> [Work order]
Here the answer must be the exact run of lines from the line holding "pub fn new(workers: usize)" to the end of the material below, and nothing else.
BEGIN
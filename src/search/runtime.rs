//! Execution backends for partitioned searches.
//!
//! A [`ParallelRuntime`] decides how many partitions a search is split into and how the
//! per-partition jobs run. [`SerialRuntime`] evaluates them one after another on the calling
//! thread; [`ThreadPoolRuntime`] fans them out over a rayon thread pool. Both return results
//! in job-submission order, which the search relies on to reassemble the misfit matrix.

use rayon::prelude::*;

/// Strategy running a batch of independent jobs and returning their results in order.
pub trait ParallelRuntime {
    /// Number of partitions the workload is split into.
    fn size(&self) -> usize;

    /// Run every job, returning results in the order the jobs were given.
    fn run<T, F>(&self, jobs: Vec<F>) -> Vec<T>
    where
        T: Send,
        F: FnOnce() -> T + Send;
}

/// Single-partition runtime: jobs run sequentially on the calling thread.
#[derive(Debug, Clone, Copy, Default)]
pub struct SerialRuntime;

impl ParallelRuntime for SerialRuntime {
    fn size(&self) -> usize {
        1
    }

    fn run<T, F>(&self, jobs: Vec<F>) -> Vec<T>
    where
        T: Send,
        F: FnOnce() -> T + Send,
    {
        jobs.into_iter().map(|job| job()).collect()
    }
}

/// Rayon-backed runtime: one partition per worker.
#[derive(Debug, Clone, Copy)]
pub struct ThreadPoolRuntime {
    workers: usize,
}

impl ThreadPoolRuntime {
    /// A runtime with `workers` partitions, clamped to at least one.
    pub fn new(workers: usize) -> Self {
        ThreadPoolRuntime {
            workers: workers.max(1),
        }
    }
}

impl ParallelRuntime for ThreadPoolRuntime {
    fn size(&self) -> usize {
        self.workers
    }

    fn run<T, F>(&self, jobs: Vec<F>) -> Vec<T>
    where
        T: Send,
        F: FnOnce() -> T + Send,
    {
        // collect() on an indexed parallel iterator preserves submission order
        jobs.into_par_iter().map(|job| job()).collect()
    }
}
END
> [Expected answer]
    pub fn new(workers: usize) -> Self {
        ThreadPoolRuntime {
            workers: workers.max(1),
        }
    }
}

impl ParallelRuntime for ThreadPoolRuntime {
    fn size(&self) -> usize {
        self.workers
    }

    fn run<T, F>(&self, jobs: Vec<F>) -> Vec<T>
    where
        T: Send,
        F: FnOnce() -> T + Send,
    {
        // collect() on an indexed parallel iterator preserves submission order
        jobs.into_par_iter().map(|job| job()).collect()
    }
}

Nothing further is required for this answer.